Required work
State how many lines of the records include the word "panicked"; the reply is that number alone.

[Stored items]
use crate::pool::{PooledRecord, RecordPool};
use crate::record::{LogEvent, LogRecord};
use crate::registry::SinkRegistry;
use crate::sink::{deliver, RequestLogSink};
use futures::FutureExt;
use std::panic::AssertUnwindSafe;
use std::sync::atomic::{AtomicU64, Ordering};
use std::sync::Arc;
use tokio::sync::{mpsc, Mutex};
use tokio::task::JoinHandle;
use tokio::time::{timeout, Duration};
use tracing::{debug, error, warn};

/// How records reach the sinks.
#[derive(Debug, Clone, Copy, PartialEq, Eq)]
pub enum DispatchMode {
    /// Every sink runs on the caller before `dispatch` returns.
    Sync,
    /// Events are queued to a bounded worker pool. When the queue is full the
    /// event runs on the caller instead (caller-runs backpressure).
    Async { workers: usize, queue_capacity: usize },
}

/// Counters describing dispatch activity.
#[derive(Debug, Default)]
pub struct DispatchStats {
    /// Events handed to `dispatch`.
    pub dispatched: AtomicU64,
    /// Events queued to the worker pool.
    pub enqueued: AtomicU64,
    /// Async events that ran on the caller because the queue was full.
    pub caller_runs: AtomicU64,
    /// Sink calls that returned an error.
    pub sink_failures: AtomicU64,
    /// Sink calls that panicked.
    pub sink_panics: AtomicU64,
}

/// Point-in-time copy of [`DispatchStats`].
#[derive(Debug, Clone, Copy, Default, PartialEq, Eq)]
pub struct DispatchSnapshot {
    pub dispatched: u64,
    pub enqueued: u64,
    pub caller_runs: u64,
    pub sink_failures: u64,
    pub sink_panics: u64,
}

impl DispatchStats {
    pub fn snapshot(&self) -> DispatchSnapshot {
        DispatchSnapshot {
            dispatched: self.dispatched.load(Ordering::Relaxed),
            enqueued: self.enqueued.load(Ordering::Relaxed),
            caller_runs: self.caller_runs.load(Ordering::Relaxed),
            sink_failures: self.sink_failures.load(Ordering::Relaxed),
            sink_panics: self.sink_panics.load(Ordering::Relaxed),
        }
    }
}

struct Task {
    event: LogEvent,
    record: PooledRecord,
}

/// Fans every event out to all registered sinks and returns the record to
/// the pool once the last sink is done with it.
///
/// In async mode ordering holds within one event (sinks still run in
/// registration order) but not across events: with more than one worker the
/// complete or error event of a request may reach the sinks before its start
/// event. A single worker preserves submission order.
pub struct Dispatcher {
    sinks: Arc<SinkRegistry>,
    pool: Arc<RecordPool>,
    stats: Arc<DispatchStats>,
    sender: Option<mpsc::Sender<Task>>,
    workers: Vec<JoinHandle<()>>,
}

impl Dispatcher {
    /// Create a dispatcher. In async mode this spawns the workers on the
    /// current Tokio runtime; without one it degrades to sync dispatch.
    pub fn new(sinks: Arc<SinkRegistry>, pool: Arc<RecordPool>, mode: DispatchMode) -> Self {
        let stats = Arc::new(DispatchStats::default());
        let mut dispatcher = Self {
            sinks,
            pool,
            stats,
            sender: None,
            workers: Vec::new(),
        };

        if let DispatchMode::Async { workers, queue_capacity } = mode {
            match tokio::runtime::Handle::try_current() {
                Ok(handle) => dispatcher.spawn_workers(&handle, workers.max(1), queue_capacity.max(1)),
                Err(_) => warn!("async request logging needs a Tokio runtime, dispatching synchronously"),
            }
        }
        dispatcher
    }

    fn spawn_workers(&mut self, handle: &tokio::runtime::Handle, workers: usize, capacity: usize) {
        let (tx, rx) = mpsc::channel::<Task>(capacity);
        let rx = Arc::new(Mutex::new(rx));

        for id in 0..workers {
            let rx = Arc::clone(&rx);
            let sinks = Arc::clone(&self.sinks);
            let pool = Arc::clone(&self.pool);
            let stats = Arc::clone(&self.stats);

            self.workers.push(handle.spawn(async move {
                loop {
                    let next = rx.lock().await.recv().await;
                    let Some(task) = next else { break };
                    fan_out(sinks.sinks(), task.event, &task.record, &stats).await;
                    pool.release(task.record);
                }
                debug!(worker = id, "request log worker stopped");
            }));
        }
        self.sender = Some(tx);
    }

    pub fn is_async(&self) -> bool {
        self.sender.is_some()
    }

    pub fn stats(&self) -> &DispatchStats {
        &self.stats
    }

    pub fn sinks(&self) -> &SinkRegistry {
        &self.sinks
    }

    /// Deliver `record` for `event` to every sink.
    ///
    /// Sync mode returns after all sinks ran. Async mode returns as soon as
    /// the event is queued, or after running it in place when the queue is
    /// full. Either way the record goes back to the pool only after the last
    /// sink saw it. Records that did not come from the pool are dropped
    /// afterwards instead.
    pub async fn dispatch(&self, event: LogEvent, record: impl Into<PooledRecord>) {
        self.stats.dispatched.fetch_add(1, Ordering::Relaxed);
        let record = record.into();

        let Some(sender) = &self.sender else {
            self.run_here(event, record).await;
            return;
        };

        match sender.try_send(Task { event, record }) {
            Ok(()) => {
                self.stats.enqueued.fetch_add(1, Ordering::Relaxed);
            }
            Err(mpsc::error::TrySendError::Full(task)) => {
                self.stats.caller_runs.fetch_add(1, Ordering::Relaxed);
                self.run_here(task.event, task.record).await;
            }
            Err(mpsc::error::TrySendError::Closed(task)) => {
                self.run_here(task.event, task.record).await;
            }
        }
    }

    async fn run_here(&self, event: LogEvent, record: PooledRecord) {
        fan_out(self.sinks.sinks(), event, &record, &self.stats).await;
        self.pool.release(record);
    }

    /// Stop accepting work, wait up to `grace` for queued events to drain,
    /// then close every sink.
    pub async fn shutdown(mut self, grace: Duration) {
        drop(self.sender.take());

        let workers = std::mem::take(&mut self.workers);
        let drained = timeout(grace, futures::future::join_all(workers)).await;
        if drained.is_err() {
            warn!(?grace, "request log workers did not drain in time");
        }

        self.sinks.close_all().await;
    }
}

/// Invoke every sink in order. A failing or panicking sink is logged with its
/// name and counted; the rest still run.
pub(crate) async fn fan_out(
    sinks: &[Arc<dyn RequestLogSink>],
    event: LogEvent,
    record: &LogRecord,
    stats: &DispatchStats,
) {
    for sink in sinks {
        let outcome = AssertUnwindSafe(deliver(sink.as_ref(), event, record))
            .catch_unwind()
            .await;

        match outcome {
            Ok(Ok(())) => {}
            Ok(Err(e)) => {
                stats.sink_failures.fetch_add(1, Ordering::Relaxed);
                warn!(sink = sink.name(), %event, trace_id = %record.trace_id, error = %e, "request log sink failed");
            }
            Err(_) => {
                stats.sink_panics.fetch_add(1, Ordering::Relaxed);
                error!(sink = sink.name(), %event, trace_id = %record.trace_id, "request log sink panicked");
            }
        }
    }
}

* * *

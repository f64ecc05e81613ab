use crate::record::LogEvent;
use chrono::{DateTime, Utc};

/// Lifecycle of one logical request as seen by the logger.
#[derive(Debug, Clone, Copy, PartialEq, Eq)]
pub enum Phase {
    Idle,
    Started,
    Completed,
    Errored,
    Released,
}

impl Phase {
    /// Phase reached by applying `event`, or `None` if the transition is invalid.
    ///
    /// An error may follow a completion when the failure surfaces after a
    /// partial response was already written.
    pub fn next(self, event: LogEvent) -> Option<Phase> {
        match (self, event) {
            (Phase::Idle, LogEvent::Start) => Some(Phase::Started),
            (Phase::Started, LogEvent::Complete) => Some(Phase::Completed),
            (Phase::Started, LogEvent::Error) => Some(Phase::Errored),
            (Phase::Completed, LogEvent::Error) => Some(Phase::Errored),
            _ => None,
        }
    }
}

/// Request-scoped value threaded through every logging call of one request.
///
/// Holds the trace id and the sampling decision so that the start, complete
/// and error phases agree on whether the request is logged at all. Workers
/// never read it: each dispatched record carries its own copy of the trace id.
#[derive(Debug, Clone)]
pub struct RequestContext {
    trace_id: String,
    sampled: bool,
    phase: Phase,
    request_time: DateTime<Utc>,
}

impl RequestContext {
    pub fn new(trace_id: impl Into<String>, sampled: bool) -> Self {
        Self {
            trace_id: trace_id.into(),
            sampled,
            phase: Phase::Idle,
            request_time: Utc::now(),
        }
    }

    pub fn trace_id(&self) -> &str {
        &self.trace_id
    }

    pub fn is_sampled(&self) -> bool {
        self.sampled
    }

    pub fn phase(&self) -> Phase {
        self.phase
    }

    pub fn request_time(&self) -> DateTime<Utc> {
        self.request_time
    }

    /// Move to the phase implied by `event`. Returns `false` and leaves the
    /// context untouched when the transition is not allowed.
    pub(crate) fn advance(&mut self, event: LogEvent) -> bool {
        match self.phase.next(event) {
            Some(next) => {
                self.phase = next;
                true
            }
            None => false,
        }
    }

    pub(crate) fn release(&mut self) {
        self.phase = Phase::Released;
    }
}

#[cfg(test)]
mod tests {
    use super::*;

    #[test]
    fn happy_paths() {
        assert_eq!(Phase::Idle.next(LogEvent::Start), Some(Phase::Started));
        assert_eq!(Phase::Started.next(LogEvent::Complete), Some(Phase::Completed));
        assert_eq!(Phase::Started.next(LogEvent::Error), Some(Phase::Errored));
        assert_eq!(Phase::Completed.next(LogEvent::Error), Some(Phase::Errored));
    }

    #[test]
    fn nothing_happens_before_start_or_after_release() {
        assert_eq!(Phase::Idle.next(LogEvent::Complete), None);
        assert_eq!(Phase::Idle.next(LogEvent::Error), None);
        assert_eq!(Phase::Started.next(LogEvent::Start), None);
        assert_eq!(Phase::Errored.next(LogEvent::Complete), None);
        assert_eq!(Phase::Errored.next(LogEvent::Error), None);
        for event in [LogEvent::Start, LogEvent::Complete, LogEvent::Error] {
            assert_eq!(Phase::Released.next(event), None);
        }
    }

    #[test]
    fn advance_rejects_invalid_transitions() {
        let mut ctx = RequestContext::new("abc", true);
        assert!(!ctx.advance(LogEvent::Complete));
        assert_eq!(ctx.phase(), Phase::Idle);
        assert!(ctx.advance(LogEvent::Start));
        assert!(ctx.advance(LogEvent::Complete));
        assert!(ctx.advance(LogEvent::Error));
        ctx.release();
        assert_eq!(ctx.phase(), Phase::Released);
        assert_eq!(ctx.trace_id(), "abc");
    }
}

Answer box
2